### WHAT IS NEEDED
Locate "pub mod localization_engine;" in the listing below, then output the line holding it and every line after it, exactly and with nothing else.

### INFORMATION

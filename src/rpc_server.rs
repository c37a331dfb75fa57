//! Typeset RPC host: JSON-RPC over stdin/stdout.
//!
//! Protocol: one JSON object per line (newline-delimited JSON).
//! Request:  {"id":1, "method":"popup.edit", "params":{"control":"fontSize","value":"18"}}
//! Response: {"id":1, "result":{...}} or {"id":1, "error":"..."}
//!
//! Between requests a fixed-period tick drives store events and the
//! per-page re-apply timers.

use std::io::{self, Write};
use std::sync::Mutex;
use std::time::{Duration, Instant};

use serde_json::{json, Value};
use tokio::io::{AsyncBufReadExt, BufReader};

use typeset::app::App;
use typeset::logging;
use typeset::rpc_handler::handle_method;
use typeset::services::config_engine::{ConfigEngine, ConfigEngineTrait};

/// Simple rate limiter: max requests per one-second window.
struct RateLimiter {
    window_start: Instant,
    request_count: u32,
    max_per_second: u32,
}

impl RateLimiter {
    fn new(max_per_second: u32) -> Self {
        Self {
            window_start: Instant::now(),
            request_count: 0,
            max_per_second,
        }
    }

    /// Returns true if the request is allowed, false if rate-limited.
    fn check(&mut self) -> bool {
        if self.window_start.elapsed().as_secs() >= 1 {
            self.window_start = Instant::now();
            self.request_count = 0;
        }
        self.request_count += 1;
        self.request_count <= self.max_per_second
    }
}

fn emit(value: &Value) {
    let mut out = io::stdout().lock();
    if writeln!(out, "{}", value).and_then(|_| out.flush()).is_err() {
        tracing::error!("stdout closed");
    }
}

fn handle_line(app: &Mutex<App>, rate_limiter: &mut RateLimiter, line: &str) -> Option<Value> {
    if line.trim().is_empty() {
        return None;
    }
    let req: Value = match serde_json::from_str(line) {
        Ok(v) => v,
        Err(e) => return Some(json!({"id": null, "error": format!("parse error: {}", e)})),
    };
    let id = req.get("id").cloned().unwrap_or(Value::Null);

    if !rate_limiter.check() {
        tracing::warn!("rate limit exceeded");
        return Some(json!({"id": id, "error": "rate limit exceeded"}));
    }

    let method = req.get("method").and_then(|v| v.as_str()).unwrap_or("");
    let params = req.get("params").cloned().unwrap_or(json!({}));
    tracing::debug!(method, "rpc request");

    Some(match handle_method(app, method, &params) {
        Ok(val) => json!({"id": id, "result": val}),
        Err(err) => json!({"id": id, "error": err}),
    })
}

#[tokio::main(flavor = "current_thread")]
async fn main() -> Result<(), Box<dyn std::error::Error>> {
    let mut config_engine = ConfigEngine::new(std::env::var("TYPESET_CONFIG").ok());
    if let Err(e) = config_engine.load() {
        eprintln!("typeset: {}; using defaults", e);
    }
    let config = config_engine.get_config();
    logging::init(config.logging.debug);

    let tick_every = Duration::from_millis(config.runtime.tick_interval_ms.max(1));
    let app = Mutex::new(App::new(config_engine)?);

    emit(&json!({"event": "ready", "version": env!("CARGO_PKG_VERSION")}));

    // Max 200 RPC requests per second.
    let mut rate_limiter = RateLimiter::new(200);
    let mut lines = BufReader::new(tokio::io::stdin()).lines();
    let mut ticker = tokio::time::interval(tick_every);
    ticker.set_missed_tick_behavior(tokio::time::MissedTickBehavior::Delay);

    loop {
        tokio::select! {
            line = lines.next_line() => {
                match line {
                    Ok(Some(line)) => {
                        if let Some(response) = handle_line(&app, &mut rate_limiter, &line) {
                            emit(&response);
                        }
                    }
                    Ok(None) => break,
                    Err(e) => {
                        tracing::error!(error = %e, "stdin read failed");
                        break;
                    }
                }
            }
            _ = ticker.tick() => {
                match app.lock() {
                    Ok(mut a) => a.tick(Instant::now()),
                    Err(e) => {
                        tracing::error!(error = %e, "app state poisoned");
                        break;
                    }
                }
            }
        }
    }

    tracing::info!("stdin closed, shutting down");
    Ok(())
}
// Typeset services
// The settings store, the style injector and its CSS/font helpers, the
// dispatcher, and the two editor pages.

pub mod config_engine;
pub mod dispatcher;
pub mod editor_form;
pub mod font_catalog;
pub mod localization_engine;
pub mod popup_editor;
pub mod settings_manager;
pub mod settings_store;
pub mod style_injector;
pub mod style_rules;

### PROBLEM SOLUTION
pub mod localization_engine;
pub mod popup_editor;
pub mod settings_manager;
pub mod settings_store;
pub mod style_injector;
pub mod style_rules;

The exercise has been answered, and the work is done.